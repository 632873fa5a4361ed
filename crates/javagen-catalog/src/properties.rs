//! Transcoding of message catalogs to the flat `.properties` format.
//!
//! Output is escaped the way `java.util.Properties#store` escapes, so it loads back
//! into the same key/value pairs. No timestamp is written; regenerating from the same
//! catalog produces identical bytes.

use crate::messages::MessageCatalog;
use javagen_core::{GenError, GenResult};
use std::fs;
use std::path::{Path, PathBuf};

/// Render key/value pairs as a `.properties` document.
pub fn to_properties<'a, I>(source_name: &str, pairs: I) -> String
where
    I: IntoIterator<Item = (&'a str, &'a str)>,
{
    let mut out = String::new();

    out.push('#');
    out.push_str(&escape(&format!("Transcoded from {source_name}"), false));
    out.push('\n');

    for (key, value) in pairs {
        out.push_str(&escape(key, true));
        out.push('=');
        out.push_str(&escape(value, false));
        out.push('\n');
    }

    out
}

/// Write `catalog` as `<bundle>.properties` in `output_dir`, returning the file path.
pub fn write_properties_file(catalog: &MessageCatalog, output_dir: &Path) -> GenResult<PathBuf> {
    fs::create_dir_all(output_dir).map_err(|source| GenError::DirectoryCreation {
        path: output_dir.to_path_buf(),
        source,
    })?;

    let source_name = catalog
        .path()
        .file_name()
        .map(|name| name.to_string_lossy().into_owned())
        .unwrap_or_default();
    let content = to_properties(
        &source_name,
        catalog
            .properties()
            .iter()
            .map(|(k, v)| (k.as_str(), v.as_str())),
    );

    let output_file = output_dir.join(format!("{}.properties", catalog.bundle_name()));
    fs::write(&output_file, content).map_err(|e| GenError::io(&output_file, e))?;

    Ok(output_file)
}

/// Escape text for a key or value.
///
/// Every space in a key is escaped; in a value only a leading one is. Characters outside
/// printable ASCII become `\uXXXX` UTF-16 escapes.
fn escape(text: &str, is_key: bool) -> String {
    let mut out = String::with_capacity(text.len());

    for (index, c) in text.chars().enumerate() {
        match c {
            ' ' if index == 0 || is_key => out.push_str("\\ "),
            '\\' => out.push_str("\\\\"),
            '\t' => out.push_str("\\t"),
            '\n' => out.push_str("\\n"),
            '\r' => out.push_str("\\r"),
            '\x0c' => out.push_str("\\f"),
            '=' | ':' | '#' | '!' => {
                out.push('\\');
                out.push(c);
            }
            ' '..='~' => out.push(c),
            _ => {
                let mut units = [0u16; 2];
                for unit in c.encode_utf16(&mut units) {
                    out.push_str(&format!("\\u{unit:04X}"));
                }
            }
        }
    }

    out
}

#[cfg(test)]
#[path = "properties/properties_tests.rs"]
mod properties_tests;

+++

▶ **Work task**
Output the full set of entries exactly as they were given.

▶ **Your response**
repository 632873fa5a4361ed
filename crates/javagen-catalog/src/properties.rs
//! Transcoding of message catalogs to the flat `.properties` format.
//!
//! Output is escaped the way `java.util.Properties#store` escapes, so it loads back
//! into the same key/value pairs. No timestamp is written; regenerating from the same
//! catalog produces identical bytes.

use crate::messages::MessageCatalog;
use javagen_core::{GenError, GenResult};
use std::fs;
use std::path::{Path, PathBuf};

/// Render key/value pairs as a `.properties` document.
pub fn to_properties<'a, I>(source_name: &str, pairs: I) -> String
where
    I: IntoIterator<Item = (&'a str, &'a str)>,
{
    let mut out = String::new();

    out.push('#');
    out.push_str(&escape(&format!("Transcoded from {source_name}"), false));
    out.push('\n');

    for (key, value) in pairs {
        out.push_str(&escape(key, true));
        out.push('=');
        out.push_str(&escape(value, false));
        out.push('\n');
    }

    out
}

/// Write `catalog` as `<bundle>.properties` in `output_dir`, returning the file path.
pub fn write_properties_file(catalog: &MessageCatalog, output_dir: &Path) -> GenResult<PathBuf> {
    fs::create_dir_all(output_dir).map_err(|source| GenError::DirectoryCreation {
        path: output_dir.to_path_buf(),
        source,
    })?;

    let source_name = catalog
        .path()
        .file_name()
        .map(|name| name.to_string_lossy().into_owned())
        .unwrap_or_default();
    let content = to_properties(
        &source_name,
        catalog
            .properties()
            .iter()
            .map(|(k, v)| (k.as_str(), v.as_str())),
    );

    let output_file = output_dir.join(format!("{}.properties", catalog.bundle_name()));
    fs::write(&output_file, content).map_err(|e| GenError::io(&output_file, e))?;

    Ok(output_file)
}

/// Escape text for a key or value.
///
/// Every space in a key is escaped; in a value only a leading one is. Characters outside
/// printable ASCII become `\uXXXX` UTF-16 escapes.
fn escape(text: &str, is_key: bool) -> String {
    let mut out = String::with_capacity(text.len());

    for (index, c) in text.chars().enumerate() {
        match c {
            ' ' if index == 0 || is_key => out.push_str("\\ "),
            '\\' => out.push_str("\\\\"),
            '\t' => out.push_str("\\t"),
            '\n' => out.push_str("\\n"),
            '\r' => out.push_str("\\r"),
            '\x0c' => out.push_str("\\f"),
            '=' | ':' | '#' | '!' => {
                out.push('\\');
                out.push(c);
            }
            ' '..='~' => out.push(c),
            _ => {
                let mut units = [0u16; 2];
                for unit in c.encode_utf16(&mut units) {
                    out.push_str(&format!("\\u{unit:04X}"));
                }
            }
        }
    }

    out
}

#[cfg(test)]
#[path = "properties/properties_tests.rs"]
mod properties_tests;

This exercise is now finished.